[Stored items]
--*--
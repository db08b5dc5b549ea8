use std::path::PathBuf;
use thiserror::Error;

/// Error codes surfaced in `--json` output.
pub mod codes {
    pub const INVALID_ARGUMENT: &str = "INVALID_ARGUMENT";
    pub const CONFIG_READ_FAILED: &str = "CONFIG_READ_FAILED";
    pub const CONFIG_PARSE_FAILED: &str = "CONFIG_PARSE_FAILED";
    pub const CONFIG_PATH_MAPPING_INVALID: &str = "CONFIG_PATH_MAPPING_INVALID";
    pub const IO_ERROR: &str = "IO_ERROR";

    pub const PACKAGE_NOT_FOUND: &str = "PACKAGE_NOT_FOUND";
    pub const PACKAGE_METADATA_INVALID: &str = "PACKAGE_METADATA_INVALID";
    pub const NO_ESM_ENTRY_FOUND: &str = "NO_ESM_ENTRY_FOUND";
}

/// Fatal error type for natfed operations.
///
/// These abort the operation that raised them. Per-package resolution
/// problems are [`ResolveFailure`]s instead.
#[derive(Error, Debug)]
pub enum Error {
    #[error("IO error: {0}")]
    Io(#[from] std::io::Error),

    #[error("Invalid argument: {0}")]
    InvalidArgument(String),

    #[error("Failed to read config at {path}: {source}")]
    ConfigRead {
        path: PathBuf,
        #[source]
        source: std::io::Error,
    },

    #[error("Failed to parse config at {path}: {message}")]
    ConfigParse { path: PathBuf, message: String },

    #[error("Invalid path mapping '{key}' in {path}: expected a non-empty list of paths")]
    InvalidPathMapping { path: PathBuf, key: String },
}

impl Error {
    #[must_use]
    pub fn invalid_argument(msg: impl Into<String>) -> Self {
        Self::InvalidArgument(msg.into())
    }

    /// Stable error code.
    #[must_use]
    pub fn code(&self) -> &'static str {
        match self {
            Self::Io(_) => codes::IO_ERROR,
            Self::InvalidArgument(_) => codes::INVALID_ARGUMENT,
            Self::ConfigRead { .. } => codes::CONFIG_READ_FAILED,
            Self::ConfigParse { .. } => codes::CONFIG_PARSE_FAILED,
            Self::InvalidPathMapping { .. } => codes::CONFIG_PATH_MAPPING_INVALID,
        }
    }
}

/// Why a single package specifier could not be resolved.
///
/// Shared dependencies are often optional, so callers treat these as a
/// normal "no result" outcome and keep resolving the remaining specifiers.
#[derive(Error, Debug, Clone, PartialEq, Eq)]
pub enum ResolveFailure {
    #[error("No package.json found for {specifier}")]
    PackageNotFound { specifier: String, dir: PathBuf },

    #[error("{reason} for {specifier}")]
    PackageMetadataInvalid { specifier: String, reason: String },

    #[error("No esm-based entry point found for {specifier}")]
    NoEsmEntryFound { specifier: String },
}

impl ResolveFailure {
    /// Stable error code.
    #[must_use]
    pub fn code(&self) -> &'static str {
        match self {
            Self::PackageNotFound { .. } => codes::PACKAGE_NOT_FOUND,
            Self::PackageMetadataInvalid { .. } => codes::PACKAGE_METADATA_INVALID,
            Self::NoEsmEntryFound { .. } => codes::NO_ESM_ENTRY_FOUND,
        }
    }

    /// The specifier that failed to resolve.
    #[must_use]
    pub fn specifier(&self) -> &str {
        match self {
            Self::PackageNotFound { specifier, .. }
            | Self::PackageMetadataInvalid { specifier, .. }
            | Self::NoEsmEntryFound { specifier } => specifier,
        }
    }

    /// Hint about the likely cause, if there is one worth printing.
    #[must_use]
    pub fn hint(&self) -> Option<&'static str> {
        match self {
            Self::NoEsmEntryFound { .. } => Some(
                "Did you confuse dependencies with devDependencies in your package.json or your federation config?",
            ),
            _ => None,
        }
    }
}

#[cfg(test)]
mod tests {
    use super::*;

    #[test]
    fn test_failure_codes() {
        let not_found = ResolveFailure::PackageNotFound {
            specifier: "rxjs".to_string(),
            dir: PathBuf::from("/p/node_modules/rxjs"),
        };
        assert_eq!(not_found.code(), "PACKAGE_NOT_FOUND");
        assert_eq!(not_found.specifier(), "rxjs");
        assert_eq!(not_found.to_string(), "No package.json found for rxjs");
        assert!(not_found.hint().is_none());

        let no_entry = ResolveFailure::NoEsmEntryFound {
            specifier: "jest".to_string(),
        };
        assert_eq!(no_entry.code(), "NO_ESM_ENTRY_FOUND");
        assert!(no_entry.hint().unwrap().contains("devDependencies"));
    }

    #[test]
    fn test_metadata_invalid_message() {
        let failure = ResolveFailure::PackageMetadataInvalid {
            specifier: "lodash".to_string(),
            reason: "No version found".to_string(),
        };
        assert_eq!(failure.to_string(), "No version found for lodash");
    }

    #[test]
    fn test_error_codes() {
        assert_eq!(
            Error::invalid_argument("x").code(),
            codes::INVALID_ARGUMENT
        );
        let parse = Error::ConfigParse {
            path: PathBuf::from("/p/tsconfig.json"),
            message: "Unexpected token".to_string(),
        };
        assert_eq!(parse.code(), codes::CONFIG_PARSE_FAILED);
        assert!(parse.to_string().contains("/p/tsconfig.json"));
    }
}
--*--
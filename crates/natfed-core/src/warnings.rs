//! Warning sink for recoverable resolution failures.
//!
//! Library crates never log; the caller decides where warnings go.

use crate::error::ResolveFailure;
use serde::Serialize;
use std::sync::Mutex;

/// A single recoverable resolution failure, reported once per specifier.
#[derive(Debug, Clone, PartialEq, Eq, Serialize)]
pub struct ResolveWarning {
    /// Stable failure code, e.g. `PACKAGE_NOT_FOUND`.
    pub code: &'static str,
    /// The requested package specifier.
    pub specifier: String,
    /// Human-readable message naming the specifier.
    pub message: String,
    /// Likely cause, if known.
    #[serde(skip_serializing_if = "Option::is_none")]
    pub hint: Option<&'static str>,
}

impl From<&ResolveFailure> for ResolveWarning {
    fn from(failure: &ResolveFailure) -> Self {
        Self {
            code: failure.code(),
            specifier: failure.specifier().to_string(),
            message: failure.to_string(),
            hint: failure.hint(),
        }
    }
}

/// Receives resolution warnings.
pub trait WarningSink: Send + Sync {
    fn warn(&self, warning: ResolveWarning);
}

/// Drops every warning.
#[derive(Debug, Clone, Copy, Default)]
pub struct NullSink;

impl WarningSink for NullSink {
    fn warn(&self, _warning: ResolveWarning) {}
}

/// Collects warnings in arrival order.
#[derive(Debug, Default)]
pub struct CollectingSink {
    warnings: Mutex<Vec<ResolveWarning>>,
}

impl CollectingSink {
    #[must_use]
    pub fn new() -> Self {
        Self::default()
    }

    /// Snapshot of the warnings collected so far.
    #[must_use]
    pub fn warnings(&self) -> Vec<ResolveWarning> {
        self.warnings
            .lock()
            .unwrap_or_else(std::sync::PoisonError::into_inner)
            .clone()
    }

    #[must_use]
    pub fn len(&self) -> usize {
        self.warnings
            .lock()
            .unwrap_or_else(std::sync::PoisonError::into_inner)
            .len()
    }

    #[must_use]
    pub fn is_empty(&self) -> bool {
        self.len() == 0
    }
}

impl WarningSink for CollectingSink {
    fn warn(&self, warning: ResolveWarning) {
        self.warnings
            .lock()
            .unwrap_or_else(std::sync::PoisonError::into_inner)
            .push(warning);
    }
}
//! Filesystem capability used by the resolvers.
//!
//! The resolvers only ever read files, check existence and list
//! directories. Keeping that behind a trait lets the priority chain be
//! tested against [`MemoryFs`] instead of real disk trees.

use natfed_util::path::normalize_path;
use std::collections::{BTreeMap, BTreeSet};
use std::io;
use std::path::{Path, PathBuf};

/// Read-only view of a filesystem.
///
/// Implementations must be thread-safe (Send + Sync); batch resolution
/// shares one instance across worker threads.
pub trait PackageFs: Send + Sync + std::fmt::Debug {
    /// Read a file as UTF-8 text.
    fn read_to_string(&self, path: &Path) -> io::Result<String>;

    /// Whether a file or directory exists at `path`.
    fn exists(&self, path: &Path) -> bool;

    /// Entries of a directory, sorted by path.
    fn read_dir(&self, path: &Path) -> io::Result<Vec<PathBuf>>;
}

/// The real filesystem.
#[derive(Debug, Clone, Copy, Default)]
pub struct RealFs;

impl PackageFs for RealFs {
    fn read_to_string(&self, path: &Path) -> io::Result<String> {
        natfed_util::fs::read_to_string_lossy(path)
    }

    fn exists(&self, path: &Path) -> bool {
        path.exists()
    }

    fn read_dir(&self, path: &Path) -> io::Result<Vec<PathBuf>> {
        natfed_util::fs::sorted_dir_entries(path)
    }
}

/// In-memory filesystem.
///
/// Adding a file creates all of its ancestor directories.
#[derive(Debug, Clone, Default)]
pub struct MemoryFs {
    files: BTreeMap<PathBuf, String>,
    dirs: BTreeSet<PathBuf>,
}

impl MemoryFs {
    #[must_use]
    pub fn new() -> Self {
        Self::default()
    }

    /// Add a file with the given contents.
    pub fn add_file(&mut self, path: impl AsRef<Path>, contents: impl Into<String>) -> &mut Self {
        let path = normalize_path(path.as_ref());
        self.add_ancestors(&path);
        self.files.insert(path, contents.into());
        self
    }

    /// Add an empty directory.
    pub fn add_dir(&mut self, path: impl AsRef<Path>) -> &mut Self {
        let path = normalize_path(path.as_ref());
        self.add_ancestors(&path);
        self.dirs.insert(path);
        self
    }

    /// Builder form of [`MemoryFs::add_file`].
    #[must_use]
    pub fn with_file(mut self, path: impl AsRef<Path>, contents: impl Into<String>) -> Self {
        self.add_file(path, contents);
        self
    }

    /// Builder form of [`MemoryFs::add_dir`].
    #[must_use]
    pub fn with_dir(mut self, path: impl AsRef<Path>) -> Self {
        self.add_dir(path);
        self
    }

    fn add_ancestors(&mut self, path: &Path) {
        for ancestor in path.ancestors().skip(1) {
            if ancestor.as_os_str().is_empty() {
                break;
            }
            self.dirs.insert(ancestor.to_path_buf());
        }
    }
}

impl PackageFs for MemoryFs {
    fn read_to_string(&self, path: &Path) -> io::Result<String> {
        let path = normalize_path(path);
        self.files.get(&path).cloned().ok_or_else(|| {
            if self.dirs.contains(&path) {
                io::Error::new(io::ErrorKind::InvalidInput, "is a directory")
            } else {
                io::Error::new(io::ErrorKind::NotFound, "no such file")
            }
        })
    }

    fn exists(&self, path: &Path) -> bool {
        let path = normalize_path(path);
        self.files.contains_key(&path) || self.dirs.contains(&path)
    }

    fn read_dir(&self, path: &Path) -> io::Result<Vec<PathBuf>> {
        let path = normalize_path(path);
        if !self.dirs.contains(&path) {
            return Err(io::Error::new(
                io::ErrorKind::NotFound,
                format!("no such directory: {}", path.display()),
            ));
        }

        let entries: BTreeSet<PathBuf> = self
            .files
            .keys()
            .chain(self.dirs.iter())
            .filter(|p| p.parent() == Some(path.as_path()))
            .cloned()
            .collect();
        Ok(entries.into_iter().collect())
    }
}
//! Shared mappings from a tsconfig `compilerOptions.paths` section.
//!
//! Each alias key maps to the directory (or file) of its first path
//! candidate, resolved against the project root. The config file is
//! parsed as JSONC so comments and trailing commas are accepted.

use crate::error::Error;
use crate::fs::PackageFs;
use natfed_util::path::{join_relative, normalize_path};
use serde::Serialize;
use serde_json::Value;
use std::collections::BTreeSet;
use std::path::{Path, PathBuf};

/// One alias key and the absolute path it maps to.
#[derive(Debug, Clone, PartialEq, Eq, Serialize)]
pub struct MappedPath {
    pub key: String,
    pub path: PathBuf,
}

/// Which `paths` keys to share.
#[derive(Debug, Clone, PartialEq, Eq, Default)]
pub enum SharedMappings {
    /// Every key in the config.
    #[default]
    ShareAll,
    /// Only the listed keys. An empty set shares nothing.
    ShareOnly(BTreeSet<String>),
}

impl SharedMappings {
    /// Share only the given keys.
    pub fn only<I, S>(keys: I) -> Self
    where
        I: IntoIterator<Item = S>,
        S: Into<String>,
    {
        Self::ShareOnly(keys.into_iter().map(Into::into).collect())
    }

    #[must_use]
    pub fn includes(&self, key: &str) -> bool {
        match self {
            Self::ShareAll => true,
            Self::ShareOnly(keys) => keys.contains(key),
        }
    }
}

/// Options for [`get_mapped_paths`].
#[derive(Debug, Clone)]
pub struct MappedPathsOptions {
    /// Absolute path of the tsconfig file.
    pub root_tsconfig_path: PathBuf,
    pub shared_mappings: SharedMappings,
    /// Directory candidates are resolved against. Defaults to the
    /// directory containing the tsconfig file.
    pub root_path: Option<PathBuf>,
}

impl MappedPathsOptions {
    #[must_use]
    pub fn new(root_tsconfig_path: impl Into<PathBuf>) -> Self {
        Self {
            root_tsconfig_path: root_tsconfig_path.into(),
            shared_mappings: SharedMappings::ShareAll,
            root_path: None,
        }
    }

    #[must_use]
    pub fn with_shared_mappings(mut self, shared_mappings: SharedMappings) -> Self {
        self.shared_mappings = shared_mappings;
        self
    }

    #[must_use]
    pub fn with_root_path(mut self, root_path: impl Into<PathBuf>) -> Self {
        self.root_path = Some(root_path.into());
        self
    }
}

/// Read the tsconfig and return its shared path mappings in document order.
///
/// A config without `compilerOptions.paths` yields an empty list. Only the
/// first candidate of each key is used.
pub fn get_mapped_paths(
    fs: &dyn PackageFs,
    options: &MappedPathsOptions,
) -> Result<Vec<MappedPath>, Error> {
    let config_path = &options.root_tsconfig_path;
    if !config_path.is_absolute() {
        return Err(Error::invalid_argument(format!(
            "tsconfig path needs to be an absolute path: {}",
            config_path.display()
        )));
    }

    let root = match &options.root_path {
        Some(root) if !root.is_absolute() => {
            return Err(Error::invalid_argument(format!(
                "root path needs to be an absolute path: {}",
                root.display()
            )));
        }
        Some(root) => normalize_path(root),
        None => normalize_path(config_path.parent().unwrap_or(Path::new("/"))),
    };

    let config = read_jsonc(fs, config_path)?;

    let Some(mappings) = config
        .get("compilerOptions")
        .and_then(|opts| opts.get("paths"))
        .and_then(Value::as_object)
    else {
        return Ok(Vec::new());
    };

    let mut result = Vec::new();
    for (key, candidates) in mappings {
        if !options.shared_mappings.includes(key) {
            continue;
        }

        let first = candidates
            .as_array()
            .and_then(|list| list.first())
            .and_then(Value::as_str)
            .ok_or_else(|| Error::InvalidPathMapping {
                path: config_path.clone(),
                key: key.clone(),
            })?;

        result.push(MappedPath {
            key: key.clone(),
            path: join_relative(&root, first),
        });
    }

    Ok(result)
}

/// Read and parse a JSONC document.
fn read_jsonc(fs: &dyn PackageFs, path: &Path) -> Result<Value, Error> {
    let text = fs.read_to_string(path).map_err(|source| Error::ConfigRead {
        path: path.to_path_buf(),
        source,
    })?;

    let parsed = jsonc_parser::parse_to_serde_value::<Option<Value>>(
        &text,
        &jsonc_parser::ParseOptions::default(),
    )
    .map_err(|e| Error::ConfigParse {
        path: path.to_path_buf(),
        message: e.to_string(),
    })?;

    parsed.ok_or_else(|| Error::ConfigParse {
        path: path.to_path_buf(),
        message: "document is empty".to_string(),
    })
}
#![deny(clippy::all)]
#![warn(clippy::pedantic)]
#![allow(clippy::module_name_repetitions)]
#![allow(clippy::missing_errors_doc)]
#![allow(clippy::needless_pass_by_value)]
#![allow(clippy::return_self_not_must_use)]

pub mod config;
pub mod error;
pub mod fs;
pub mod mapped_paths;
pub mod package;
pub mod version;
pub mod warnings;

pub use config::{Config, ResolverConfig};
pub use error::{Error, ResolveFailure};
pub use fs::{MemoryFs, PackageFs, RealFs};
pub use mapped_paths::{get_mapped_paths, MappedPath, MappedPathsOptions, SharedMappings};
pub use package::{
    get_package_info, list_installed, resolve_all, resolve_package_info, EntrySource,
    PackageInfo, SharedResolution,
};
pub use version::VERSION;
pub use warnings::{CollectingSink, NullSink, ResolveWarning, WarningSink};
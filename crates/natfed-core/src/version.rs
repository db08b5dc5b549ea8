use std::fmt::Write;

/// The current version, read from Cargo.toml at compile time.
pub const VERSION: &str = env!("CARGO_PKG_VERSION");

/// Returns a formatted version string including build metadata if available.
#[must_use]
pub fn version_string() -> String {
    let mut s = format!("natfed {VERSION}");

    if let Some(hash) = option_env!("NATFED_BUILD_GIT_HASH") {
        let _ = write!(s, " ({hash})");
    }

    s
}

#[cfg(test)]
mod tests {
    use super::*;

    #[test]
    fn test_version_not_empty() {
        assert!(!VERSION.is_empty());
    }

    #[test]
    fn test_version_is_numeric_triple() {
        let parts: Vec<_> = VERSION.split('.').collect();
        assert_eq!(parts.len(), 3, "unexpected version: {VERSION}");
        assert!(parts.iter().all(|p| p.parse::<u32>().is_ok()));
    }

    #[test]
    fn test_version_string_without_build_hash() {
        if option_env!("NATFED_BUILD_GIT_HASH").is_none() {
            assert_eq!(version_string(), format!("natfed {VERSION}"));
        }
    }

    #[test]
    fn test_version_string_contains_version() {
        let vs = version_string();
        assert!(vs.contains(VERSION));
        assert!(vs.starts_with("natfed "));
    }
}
--*--
### [Aim of the exercise]
Reproduce every line above that contains the string "clippy".

### [Solution to this exercise]
#![deny(clippy::all)]
#![warn(clippy::pedantic)]
#![allow(clippy::module_name_repetitions)]
#![allow(clippy::missing_errors_doc)]
#![allow(clippy::needless_pass_by_value)]
#![allow(clippy::return_self_not_must_use)]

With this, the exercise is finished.